People will deny it, but failure really became the overriding mentality in Beantown. Even with all of Boston's triumphs, a defining identity was that the baseball team couldn't win the World Series. Whole generations of people roamed the streets aimlessly arguing about how somebody popped up that bunt, so-and-so is a bum, and (best of all) how "I could manage the Red Sox better than this guy." Bostonians wished they could make it stop, but they did not have the power. Their hearts, minds, and entire city were all held at the mercy of the triumphs, and more importantly failures, of a baseball team.
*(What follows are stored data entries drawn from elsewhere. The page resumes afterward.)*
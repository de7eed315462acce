//! Register dumps for cycle-by-cycle comparison against a hardware trace.

use core::fmt;

use crate::{LFSR_CELLS, lfsr};

/// Length of [`Snapshot::to_bytes`]: both LFSRs and the three FSM registers.
pub const SNAPSHOT_BYTES: usize = 2 * 2 * LFSR_CELLS + 3 * 16;

/// A value copy of every SNOW-Vi register.
///
/// Taking a snapshot never touches the live state, and two snapshots taken
/// without a step in between compare equal.
#[derive(Copy, Clone, Debug, Default, PartialEq, Eq, Hash)]
pub struct Snapshot {
    /// LFSR-A cells, `lfsr_a[0]` is `a0`.
    pub lfsr_a: [u16; LFSR_CELLS],
    /// LFSR-B cells, `lfsr_b[0]` is `b0`.
    pub lfsr_b: [u16; LFSR_CELLS],
    /// FSM register R1 as little-endian 32-bit lanes.
    pub r1: [u32; 4],
    /// FSM register R2.
    pub r2: [u32; 4],
    /// FSM register R3.
    pub r3: [u32; 4],
}

impl Snapshot {
    /// Tap `T1 = (b15, ..., b8)`, the LFSR input to the keystream.
    pub fn t1(&self) -> [u32; 4] {
        lfsr::high_lanes(&self.lfsr_b)
    }

    /// Tap `T2 = (a15, ..., a8)`, the LFSR input to the FSM.
    pub fn t2(&self) -> [u32; 4] {
        lfsr::high_lanes(&self.lfsr_a)
    }

    /// Binary dump: `A || B || R1 || R2 || R3`, every value little-endian.
    pub fn to_bytes(&self) -> [u8; SNAPSHOT_BYTES] {
        let mut out = [0u8; SNAPSHOT_BYTES];
        let (a, rest) = out.split_at_mut(2 * LFSR_CELLS);
        let (b, fsm) = rest.split_at_mut(2 * LFSR_CELLS);

        for (chunk, cell) in a.chunks_exact_mut(2).zip(&self.lfsr_a) {
            chunk.copy_from_slice(&cell.to_le_bytes());
        }
        for (chunk, cell) in b.chunks_exact_mut(2).zip(&self.lfsr_b) {
            chunk.copy_from_slice(&cell.to_le_bytes());
        }
        let lanes = self.r1.iter().chain(&self.r2).chain(&self.r3);
        for (chunk, lane) in fsm.chunks_exact_mut(4).zip(lanes) {
            chunk.copy_from_slice(&lane.to_le_bytes());
        }
        out
    }
}

fn write_cells(f: &mut fmt::Formatter<'_>, name: &str, cells: &[u16]) -> fmt::Result {
    write!(f, "{name:<2} :")?;
    for cell in cells {
        let [lo, hi] = cell.to_le_bytes();
        write!(f, " {lo:02X} {hi:02X}")?;
    }
    writeln!(f)
}

fn write_lanes(f: &mut fmt::Formatter<'_>, name: &str, lanes: &[u32; 4]) -> fmt::Result {
    write!(f, "{name:<2} :")?;
    for lane in lanes {
        for byte in lane.to_le_bytes() {
            write!(f, " {byte:02X}")?;
        }
    }
    writeln!(f)
}

/// One line per register in the order `A, B, R1, R2, R3, T1, T2`, bytes in
/// memory order.
impl fmt::Display for Snapshot {
    fn fmt(&self, f: &mut fmt::Formatter<'_>) -> fmt::Result {
        write_cells(f, "A", &self.lfsr_a)?;
        write_cells(f, "B", &self.lfsr_b)?;
        write_lanes(f, "R1", &self.r1)?;
        write_lanes(f, "R2", &self.r2)?;
        write_lanes(f, "R3", &self.r3)?;
        write_lanes(f, "T1", &self.t1())?;
        write_lanes(f, "T2", &self.t2())
    }
}

#[cfg(test)]
mod tests {
    use super::*;

    #[test]
    fn to_bytes_field_order() {
        let mut snap = Snapshot::default();
        snap.lfsr_a[0] = 0x0201;
        snap.lfsr_b[15] = 0x0403;
        snap.r1[0] = 0x0807_0605;
        snap.r3[3] = 0x0c0b_0a09;

        let bytes = snap.to_bytes();
        assert_eq!(bytes.len(), 112);
        assert_eq!(bytes[..2], [0x01, 0x02]);
        assert_eq!(bytes[62..64], [0x03, 0x04]);
        assert_eq!(bytes[64..68], [0x05, 0x06, 0x07, 0x08]);
        assert_eq!(bytes[108..], [0x09, 0x0a, 0x0b, 0x0c]);
    }

    #[test]
    fn taps_are_upper_halves() {
        let mut snap = Snapshot::default();
        snap.lfsr_a[8] = 0xbeef;
        snap.lfsr_b[9] = 0xcafe;
        assert_eq!(snap.t2(), [0x0000_beef, 0, 0, 0]);
        assert_eq!(snap.t1(), [0xcafe_0000, 0, 0, 0]);
    }
}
The way of life in New England has been turned completely on its head. It became more and more obvious Wednesday night that this year was not just a tease, that the comeback against the Yankees was not a setup, and that this 3-0 World Series lead could not possibly be blown even by the Red Sox. So during those middle and late innings, it was hard to know what to feel. It wasn't a "wow, we're going to win," it was more in the category of "we're going to win, now what?"

To paraphrase Johnny Carson on the Ford-Carter presidential race in 1976, this was about the fear of the unknown versus fear of the known. Either they finally kill us by somehow losing it, or they actually win. And they actually did, sending the Hub into euphoria and a massive identity crisis.

Without complaining, because no Red Sox fan is, life without their disastrous failures to blame is a different proposition. Bostonians can live without the mentality that a piano is always about to fall out of the sky and crush them. A specific stress that has affected nearly every day of people's lives, some for more than 80 years, is gone. Waking up on Thursday, donning a Red Sox jacket still reeking of champagne from the night before, this writer could sense something different.

The quest is over. A part of this region had died, but a new era had begun. Life now is not what it used to be. It is not as if things are not as they should be, though; more accurately, the universe was off-kilter for 86 years, and now things are fine.